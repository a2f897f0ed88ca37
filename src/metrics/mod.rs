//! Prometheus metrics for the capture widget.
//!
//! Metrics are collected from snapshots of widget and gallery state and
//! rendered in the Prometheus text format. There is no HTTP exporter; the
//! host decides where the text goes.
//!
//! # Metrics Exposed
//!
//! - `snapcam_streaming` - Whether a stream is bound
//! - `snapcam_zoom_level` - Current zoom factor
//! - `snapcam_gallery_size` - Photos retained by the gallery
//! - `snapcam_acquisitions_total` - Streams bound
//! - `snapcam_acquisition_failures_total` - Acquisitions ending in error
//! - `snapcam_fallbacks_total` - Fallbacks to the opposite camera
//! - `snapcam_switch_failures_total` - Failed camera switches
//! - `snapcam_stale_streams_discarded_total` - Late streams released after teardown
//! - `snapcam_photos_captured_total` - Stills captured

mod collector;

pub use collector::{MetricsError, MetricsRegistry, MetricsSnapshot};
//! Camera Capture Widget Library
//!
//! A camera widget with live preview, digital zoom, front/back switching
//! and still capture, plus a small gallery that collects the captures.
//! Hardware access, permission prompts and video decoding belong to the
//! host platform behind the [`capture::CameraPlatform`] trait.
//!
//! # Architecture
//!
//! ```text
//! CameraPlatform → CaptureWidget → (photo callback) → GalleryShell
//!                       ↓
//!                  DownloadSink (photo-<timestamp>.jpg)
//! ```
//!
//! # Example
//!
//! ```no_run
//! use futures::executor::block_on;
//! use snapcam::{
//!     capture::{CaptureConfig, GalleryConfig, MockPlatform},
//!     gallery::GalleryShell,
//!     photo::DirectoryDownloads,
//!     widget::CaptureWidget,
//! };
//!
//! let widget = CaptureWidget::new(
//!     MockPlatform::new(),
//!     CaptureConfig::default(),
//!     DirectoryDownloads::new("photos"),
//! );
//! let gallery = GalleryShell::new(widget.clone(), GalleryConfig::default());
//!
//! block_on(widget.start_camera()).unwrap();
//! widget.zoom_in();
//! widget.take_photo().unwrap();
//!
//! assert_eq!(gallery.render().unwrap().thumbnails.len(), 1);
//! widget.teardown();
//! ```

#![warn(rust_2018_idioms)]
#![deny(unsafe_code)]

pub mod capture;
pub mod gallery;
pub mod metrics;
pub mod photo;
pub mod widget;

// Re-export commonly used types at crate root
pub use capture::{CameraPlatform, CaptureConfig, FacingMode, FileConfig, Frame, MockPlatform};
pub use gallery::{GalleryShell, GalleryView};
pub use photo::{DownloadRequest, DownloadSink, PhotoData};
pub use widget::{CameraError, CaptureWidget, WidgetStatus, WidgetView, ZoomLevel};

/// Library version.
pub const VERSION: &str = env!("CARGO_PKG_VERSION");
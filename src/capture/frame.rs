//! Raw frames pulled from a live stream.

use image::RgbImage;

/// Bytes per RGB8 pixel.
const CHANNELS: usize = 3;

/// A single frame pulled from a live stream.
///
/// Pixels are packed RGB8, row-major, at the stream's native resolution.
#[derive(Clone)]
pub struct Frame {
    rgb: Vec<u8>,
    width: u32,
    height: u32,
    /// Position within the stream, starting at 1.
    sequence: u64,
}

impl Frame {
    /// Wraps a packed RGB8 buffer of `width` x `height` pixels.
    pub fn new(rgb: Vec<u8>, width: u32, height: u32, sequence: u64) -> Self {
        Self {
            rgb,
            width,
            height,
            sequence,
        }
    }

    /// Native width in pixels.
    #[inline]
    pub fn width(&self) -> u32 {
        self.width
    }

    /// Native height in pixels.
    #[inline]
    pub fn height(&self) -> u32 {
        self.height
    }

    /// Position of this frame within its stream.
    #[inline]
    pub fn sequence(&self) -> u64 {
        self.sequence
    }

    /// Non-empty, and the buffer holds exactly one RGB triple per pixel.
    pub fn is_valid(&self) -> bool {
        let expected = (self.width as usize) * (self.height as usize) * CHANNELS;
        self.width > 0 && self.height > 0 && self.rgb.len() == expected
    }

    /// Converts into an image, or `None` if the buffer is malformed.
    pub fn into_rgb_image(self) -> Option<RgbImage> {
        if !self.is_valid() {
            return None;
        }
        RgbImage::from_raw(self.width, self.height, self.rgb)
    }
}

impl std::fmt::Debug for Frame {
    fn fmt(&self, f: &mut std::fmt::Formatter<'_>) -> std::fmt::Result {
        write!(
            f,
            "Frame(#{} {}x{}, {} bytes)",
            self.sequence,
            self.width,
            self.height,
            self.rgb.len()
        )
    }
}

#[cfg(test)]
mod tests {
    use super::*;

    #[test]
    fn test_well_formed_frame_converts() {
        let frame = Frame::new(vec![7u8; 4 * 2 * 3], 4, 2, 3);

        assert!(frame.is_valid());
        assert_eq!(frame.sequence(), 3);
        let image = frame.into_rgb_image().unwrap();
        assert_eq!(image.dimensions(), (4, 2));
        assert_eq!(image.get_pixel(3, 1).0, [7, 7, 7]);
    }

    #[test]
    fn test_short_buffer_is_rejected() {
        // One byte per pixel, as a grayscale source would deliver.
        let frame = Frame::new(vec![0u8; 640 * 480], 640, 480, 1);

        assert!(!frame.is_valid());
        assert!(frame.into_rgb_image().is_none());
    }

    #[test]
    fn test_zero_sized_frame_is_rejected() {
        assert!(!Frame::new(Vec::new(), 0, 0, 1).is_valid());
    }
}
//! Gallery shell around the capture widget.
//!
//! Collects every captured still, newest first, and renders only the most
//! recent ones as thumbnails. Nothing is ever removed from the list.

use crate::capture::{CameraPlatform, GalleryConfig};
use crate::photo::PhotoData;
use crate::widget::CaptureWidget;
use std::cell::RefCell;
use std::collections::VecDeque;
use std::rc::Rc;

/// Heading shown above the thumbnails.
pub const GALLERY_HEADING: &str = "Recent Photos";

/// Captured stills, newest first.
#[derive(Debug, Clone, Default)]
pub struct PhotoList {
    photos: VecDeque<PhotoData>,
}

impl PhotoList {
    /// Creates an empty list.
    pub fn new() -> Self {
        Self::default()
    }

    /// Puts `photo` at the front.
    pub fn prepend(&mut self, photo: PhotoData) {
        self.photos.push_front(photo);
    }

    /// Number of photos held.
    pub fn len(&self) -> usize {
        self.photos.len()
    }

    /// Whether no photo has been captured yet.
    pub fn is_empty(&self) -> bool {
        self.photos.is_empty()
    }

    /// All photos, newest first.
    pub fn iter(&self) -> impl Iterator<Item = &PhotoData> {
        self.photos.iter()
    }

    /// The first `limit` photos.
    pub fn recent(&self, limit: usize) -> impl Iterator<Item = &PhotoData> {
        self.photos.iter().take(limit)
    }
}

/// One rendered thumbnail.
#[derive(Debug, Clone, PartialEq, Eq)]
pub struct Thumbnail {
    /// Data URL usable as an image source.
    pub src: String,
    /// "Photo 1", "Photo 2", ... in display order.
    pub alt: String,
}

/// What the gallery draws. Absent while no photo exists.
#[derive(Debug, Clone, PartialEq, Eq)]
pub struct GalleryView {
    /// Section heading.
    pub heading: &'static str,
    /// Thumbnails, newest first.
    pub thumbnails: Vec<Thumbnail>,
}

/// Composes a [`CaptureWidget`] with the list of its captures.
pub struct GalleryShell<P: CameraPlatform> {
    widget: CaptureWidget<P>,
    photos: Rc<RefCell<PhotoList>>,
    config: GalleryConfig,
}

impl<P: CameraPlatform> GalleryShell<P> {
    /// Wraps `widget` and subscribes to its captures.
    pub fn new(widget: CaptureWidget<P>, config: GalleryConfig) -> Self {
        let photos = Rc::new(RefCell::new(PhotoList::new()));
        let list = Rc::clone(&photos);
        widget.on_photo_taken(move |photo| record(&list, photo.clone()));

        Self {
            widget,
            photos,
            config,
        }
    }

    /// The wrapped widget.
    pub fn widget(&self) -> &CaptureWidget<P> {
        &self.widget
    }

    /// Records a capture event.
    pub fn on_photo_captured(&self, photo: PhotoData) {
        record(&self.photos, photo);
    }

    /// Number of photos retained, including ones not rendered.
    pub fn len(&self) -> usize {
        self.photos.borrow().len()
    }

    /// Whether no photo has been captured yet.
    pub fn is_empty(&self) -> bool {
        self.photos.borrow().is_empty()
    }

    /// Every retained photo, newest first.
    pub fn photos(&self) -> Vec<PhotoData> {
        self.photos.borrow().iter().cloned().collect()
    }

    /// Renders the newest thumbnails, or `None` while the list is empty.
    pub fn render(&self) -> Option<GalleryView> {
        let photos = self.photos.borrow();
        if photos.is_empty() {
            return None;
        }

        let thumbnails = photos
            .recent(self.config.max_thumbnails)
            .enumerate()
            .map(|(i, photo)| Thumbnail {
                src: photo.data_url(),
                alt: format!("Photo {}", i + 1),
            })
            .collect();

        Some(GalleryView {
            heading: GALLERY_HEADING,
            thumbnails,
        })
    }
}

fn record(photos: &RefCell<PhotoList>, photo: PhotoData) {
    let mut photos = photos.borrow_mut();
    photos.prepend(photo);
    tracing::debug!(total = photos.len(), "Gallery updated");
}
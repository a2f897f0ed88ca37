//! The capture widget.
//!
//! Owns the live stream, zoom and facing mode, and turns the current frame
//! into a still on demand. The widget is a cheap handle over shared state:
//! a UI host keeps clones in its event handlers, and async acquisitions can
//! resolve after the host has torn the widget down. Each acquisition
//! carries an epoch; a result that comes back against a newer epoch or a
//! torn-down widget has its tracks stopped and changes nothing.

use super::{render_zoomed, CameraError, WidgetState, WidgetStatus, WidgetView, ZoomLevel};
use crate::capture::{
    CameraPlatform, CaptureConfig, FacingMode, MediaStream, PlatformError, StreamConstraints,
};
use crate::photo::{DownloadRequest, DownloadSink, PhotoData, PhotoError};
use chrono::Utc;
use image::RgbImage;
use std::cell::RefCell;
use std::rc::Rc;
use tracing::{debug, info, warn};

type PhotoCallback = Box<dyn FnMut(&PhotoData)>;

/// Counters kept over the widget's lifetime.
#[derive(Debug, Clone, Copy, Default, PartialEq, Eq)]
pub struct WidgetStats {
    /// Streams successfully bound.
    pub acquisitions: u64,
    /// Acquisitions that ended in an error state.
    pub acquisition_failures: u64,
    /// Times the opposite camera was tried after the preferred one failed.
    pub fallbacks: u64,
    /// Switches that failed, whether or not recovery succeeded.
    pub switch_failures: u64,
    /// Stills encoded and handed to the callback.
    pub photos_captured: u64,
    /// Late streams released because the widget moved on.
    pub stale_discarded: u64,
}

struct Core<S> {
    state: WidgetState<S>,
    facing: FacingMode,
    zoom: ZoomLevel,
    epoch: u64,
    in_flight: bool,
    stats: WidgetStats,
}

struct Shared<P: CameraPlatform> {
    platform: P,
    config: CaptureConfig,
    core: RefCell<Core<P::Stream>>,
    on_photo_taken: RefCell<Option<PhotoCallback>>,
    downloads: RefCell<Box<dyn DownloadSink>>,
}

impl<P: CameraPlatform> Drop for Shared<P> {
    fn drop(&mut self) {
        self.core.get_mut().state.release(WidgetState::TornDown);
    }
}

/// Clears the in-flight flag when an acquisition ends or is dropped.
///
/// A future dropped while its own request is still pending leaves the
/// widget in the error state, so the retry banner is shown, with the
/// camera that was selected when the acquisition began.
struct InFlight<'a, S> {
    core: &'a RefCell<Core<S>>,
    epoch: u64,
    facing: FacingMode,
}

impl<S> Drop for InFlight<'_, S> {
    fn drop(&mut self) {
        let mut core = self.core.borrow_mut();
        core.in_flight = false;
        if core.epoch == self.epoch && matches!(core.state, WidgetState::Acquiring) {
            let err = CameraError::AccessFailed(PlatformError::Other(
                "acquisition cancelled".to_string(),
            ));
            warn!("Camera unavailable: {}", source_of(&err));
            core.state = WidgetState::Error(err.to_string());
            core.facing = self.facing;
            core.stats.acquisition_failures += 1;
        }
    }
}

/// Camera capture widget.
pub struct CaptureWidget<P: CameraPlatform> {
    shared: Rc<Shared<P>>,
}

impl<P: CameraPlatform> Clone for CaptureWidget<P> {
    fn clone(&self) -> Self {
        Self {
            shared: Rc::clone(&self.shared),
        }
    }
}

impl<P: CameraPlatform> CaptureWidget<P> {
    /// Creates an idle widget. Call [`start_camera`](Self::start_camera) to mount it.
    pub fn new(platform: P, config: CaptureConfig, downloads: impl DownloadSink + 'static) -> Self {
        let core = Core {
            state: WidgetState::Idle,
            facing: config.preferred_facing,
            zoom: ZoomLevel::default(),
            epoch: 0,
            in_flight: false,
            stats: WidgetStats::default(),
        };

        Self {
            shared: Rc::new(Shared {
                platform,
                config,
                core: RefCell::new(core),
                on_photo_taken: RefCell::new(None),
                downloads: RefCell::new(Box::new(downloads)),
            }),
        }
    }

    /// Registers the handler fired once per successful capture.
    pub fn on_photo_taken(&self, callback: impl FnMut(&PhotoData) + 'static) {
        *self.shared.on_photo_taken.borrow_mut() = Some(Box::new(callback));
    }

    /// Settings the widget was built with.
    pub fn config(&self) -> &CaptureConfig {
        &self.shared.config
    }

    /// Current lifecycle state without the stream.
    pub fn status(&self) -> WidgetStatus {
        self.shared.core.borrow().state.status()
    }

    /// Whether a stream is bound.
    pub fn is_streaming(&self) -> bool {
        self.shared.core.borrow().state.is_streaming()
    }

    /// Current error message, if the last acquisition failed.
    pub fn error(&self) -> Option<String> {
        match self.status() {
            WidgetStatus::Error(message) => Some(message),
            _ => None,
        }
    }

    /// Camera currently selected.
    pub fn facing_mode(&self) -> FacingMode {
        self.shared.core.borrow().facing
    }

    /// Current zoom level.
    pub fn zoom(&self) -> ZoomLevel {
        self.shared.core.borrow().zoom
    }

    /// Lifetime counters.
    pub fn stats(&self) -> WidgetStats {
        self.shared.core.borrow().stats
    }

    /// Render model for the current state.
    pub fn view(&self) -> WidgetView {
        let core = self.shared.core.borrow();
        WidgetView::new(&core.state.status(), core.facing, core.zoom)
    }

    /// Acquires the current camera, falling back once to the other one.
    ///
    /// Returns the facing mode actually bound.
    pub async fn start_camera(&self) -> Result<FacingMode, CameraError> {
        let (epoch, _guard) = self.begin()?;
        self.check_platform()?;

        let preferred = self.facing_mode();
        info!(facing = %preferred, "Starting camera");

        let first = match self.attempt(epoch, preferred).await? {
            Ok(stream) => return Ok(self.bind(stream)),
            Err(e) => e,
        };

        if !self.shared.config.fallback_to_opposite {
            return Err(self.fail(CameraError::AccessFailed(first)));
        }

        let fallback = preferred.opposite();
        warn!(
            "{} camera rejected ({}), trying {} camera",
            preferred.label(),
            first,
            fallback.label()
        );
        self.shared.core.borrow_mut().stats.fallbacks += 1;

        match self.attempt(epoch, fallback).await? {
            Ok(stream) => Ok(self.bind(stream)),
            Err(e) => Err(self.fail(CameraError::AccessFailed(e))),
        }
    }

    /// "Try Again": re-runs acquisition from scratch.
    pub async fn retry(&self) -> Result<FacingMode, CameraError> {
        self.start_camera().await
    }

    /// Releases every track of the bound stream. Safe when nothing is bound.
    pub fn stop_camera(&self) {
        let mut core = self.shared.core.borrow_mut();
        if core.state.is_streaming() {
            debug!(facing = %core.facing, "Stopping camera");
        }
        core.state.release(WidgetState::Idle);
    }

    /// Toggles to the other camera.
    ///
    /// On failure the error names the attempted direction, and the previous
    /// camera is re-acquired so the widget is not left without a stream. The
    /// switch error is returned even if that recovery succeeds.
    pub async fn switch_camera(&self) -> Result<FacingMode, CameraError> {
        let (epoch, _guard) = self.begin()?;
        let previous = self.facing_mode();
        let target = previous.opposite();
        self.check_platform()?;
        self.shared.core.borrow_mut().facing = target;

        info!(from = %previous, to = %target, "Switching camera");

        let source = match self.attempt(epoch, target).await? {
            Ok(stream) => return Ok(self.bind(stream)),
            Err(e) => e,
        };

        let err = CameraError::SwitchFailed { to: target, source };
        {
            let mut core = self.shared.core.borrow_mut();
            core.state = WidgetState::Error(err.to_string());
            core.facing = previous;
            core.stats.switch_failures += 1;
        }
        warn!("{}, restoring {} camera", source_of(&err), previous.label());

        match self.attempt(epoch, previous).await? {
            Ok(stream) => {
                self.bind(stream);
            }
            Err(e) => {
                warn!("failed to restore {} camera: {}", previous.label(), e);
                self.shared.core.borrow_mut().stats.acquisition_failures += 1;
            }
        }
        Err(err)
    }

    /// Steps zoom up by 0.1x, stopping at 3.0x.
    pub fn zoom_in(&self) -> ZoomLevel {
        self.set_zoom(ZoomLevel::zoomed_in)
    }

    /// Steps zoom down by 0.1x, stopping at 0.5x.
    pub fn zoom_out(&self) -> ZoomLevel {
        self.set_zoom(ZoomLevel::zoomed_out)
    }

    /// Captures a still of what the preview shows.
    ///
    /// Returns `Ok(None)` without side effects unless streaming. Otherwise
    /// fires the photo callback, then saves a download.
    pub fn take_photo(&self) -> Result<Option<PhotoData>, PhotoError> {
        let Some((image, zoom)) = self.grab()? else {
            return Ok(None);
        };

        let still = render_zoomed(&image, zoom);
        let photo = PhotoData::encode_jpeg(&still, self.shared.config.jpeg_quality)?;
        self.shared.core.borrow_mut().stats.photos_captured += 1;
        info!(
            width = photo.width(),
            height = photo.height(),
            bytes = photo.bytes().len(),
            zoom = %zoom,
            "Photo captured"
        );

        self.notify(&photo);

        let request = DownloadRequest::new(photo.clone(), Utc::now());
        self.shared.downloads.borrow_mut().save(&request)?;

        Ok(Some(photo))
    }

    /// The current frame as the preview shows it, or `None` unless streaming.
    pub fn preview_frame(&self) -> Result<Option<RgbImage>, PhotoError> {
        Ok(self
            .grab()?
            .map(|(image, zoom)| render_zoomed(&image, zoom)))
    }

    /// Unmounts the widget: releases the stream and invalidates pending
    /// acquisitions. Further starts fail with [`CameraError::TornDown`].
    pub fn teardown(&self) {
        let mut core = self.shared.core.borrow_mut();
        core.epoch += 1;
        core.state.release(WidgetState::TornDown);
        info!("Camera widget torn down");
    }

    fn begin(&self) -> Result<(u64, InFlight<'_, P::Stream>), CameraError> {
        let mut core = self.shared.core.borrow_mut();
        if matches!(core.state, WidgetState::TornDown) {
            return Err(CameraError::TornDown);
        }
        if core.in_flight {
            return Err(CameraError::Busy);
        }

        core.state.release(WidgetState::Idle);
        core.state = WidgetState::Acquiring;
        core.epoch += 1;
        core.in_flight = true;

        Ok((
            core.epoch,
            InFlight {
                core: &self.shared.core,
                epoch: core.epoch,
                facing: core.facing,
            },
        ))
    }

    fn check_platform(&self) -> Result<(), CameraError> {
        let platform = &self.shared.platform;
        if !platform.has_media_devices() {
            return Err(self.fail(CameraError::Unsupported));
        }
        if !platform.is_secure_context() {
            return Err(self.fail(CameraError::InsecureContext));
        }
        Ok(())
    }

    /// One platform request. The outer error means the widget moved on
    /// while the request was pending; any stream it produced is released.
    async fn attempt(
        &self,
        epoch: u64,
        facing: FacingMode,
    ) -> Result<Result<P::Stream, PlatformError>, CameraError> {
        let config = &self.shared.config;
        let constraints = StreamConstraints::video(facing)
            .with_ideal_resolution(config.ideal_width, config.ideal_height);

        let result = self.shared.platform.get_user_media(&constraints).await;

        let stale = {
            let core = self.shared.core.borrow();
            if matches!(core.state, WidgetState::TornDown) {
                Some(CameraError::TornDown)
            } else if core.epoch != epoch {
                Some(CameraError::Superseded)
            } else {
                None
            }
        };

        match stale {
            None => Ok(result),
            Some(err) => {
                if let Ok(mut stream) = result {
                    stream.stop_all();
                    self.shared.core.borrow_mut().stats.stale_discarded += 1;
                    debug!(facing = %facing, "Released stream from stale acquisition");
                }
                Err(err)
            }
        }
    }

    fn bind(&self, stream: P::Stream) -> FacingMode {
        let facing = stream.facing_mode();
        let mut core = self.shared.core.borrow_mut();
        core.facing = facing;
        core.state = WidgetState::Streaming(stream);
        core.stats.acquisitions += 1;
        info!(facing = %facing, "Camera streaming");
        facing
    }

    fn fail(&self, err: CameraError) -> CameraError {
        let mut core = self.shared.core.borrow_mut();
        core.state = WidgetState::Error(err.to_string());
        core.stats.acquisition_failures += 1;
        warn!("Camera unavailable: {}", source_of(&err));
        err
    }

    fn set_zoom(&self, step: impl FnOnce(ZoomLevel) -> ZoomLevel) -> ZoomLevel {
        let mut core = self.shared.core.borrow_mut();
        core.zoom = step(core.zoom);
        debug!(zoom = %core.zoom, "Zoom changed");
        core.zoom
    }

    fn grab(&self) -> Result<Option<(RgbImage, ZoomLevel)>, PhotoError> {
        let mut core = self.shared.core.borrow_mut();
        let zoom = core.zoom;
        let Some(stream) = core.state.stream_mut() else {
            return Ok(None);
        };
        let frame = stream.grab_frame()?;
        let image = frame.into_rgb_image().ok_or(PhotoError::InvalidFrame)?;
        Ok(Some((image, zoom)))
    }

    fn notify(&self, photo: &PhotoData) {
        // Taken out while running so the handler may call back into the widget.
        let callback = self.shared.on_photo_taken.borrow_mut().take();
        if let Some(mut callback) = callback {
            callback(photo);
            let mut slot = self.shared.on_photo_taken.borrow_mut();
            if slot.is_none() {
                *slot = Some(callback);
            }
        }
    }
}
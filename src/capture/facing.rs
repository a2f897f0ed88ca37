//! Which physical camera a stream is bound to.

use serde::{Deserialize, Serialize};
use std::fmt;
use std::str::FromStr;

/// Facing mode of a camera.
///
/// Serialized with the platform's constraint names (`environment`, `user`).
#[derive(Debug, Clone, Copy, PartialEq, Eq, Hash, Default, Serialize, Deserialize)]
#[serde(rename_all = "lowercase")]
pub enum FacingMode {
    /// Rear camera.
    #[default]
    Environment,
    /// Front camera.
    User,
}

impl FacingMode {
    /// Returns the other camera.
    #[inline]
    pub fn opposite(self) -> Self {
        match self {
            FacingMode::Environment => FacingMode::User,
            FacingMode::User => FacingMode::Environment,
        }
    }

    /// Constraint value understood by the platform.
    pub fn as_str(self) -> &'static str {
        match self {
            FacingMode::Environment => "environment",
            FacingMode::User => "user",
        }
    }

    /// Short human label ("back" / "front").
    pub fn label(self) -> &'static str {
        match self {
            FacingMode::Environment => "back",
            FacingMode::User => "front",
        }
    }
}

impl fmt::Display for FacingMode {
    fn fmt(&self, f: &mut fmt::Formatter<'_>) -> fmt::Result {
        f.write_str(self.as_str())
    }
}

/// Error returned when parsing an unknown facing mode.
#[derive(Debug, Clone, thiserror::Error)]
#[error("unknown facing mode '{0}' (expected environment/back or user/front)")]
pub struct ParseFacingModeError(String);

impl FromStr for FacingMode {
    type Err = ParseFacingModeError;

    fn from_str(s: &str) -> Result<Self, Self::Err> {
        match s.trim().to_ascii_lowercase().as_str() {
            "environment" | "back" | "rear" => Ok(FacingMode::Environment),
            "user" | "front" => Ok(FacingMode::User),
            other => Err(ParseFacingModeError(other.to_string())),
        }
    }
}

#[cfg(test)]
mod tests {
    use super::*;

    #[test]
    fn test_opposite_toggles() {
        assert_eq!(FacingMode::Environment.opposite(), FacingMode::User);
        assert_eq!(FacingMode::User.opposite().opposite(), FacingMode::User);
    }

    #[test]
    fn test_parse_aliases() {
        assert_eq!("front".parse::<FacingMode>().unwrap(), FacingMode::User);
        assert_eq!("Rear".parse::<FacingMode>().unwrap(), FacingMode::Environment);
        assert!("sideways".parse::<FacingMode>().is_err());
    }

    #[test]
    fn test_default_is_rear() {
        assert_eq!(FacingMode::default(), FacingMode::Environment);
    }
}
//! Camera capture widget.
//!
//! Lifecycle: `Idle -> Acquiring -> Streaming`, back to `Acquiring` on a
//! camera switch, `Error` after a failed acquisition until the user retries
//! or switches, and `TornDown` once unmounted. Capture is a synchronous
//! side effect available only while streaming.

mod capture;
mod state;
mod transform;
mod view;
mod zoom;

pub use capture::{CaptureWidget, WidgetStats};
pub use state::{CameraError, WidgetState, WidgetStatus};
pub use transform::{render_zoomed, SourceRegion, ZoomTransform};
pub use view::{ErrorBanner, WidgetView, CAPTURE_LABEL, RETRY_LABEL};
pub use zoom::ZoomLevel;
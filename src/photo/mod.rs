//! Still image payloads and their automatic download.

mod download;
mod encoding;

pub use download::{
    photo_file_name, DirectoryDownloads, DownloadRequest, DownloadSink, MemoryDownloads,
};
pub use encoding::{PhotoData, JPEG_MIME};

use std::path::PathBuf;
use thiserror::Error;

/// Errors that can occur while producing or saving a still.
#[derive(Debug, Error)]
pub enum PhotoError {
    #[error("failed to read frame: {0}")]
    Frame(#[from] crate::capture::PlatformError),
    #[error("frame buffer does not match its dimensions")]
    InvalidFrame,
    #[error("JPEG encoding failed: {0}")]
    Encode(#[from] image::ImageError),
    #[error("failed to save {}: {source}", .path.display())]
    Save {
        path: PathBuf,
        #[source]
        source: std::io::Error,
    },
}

○ ○ ○ ○ ○ ○ ○

## Exercise brief
Would you please copy, word for word, everything above from the line containing "struct InFlight<'a, S>" down to the line containing "if core.epoch == self.epoch", those two lines included?

## Reply to the task
struct InFlight<'a, S> {
    core: &'a RefCell<Core<S>>,
    epoch: u64,
    facing: FacingMode,
}

impl<S> Drop for InFlight<'_, S> {
    fn drop(&mut self) {
        let mut core = self.core.borrow_mut();
        core.in_flight = false;
        if core.epoch == self.epoch && matches!(core.state, WidgetState::Acquiring) {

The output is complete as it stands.